On September 13, 1985, Sheela fled to Europe. A few days later Rajneesh "accused her of arson, wiretapping, attempted murder, and mass poisonings." He also asserted that Sheela had written the book titled Rajneeshism and published it under his name. Subsequently, Sheela's robes and 5,000 copies of the Book of Rajneeshism were burned in a bonfire at the ashram. The book, published in 1983, included edited excerpts from Rajneesh's lectures. It lists no other author on its title page; its editor is given as "Academy of Rajneeshism."

After US authorities searching her home found wire-tapping networks and a laboratory in which the bacteria used in the attack had been grown, Sheela was arrested in West Germany in October 1985. She was extradited to the US in February on charges of immigration fraud and attempted murder. The Oregon Attorney General prosecuted her for crimes related to the poisoning of Commissioner Matthew and Judge Hulse while the US Attorney prosecuted crimes related to the restaurant poisonings. Sheela pleaded guilty on 22 July 1986 to first-degree assault and conspiracy to commit assault against Hulse and later to second-degree assault and conspiracy to commit assault against Commissioner Matthew. She pleaded guilty to setting fire to a county office and wire-tapping at the commune. For these crimes, Sheela was sentenced to three 20-year terms in federal prison, ultimately reduced to 4 1/2 years, to be served concurrently. In addition she was fined $470,000.
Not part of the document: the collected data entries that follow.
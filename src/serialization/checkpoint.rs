//! Checkpoints: configuration, training progress and state in one directory.
//!
//! ```text
//! checkpoint_dir/
//! ├── config.json          # CnnConfig
//! ├── meta.json            # step counter, last loss/error
//! └── state.safetensors    # parameters, velocities, running statistics
//! ```

use super::safetensors_io::{load_state, save_state, SafeTensorsError};
use crate::model::CnnConfig;
use crate::runtime::StateStore;
use serde::{Deserialize, Serialize};
use std::fs;
use std::path::{Path, PathBuf};
use thiserror::Error;

#[derive(Error, Debug)]
pub enum CheckpointError {
    #[error("IO error: {0}")]
    IoError(#[from] std::io::Error),

    #[error("SafeTensors error: {0}")]
    SafeTensorsError(#[from] SafeTensorsError),

    #[error("JSON error: {0}")]
    JsonError(#[from] serde_json::Error),

    #[error("Checkpoint directory does not exist: {0}")]
    DirectoryNotFound(PathBuf),

    #[error("File not found: {0}")]
    FileNotFound(PathBuf),
}

type Result<T> = std::result::Result<T, CheckpointError>;

/// Training progress stored next to the state.
#[derive(Debug, Clone, PartialEq, Serialize, Deserialize)]
pub struct CheckpointMeta {
    pub version: String,
    pub global_step: usize,
    pub last_loss: Option<f32>,
    pub last_error: Option<f32>,
}

impl Default for CheckpointMeta {
    fn default() -> Self {
        Self { version: "1.0".to_string(), global_step: 0, last_loss: None, last_error: None }
    }
}

impl CheckpointMeta {
    pub fn with_global_step(mut self, step: usize) -> Self {
        self.global_step = step;
        self
    }

    pub fn with_last_step(mut self, loss: f32, error: f32) -> Self {
        self.last_loss = Some(loss);
        self.last_error = Some(error);
        self
    }
}

#[derive(Debug)]
pub struct Checkpoint {
    pub config: CnnConfig,
    pub meta: CheckpointMeta,
    pub state: StateStore,
}

impl Checkpoint {
    pub fn new(config: CnnConfig, state: StateStore) -> Self {
        Self { config, meta: CheckpointMeta::default(), state }
    }

    pub fn with_meta(mut self, meta: CheckpointMeta) -> Self {
        self.meta = meta;
        self
    }
}

pub fn save_checkpoint<P: AsRef<Path>>(path: P, checkpoint: &Checkpoint) -> Result<()> {
    let dir = path.as_ref();
    fs::create_dir_all(dir)?;

    fs::write(dir.join("config.json"), serde_json::to_string_pretty(&checkpoint.config)?)?;
    fs::write(dir.join("meta.json"), serde_json::to_string_pretty(&checkpoint.meta)?)?;
    save_state(dir.join("state.safetensors"), &checkpoint.state)?;

    log::info!("Checkpoint at step {} saved to {}", checkpoint.meta.global_step, dir.display());
    Ok(())
}

pub fn load_checkpoint<P: AsRef<Path>>(path: P) -> Result<Checkpoint> {
    let dir = path.as_ref();
    if !dir.exists() {
        return Err(CheckpointError::DirectoryNotFound(dir.to_path_buf()));
    }

    let config: CnnConfig = serde_json::from_str(&read_required(&dir.join("config.json"))?)?;
    let meta_path = dir.join("meta.json");
    let meta = if meta_path.exists() {
        serde_json::from_str(&fs::read_to_string(&meta_path)?)?
    } else {
        CheckpointMeta::default()
    };

    let state_path = dir.join("state.safetensors");
    if !state_path.exists() {
        return Err(CheckpointError::FileNotFound(state_path));
    }
    let state = load_state(&state_path)?;

    Ok(Checkpoint { config, meta, state })
}

fn read_required(path: &Path) -> Result<String> {
    if !path.exists() {
        return Err(CheckpointError::FileNotFound(path.to_path_buf()));
    }
    Ok(fs::read_to_string(path)?)
}

#[cfg(test)]
mod tests {
    use super::*;
    use crate::asg::Value;
    use ndarray::ArrayD;

    #[test]
    fn test_save_load_checkpoint() {
        let mut state = StateStore::new();
        state.insert(
            "dense.weights".to_string(),
            Value::Tensor(ArrayD::from_shape_vec(ndarray::IxDyn(&[2, 2]), vec![1.0, 2.0, 3.0, 4.0]).unwrap()),
        );
        let config = CnnConfig::default().with_batch_size(4).with_seed(3);
        let checkpoint = Checkpoint::new(config.clone(), state)
            .with_meta(CheckpointMeta::default().with_global_step(5).with_last_step(1.25, 2.0));

        let path = std::env::temp_dir().join("causal_cnn_checkpoint_test");
        save_checkpoint(&path, &checkpoint).expect("Failed to save checkpoint");
        let loaded = load_checkpoint(&path).expect("Failed to load checkpoint");

        assert_eq!(loaded.config, config);
        assert_eq!(loaded.meta.global_step, 5);
        assert_eq!(loaded.meta.last_loss, Some(1.25));
        assert_eq!(loaded.state["dense.weights"], checkpoint.state["dense.weights"]);

        fs::remove_dir_all(path).ok();
    }

    #[test]
    fn test_missing_directory() {
        let err = load_checkpoint("/nonexistent/causal_cnn_checkpoint").unwrap_err();
        assert!(matches!(err, CheckpointError::DirectoryNotFound(_)));
    }
}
Sheela was sent to the Federal Correctional Institution in Dublin, California, for female criminals. While there, she announced plans to make a "controversial documentary" about her life. In December 1988, she was released on good behavior after serving 29 months and deported to West Germany. Sheela later moved to Switzerland.

== Later life ==
Sheela married Swiss citizen Urs Birnstiel, a fellow Rajneesh follower. She moved to Maisprach, Switzerland, where she bought and managed two nursing homes.

In 1999, she was convicted by a Swiss court for "criminal acts preparatory to the commission of murder", in relation to a plot to kill US federal prosecutor Charles Turner in 1985. The Swiss government refused to extradite her to the US, but it agreed to try her in Switzerland. She was found guilty of the equivalent Swiss charge, and she was sentenced to time served.

== Personal life ==
Sheela married Marc Harris Silverman, an American from Highland Park, Illinois, and took the name Sheela P. Silverman. She returned to India in 1972 to pursue spiritual studies with her husband. They became disciples of the Indian guru Rajneesh and Sheela took the name Ma Anand Sheela. After her husband died, Sheela married a fellow Rajneesh follower, John Shelfer. After prison, Sheela married Urs Birnstiel, a Swiss citizen, who died of AIDS shortly after their marriage.

==Media and documentaries==
The 2018 documentary Wild Wild Country includes several interviews with Sheela. On July 20, 2018, 'BBC Stories' YouTube channel published a video called Wild Wild Country: What happened to Sheela? Priyanka Chopra starred as Sheela in Amazon Studios Sheela, a feature film adaptation of Wild Wild Country. Sheela did not want the actress to play her and sent the actress a notice, demanding that she abort the project. She instead wanted Indian actress Alia Bhatt to play her onscreen.

In April 2021, a documentary film titled Searching for Sheela was released on Netflix. The film, produced by Karan Johar, documented her first trip to India after 35 years.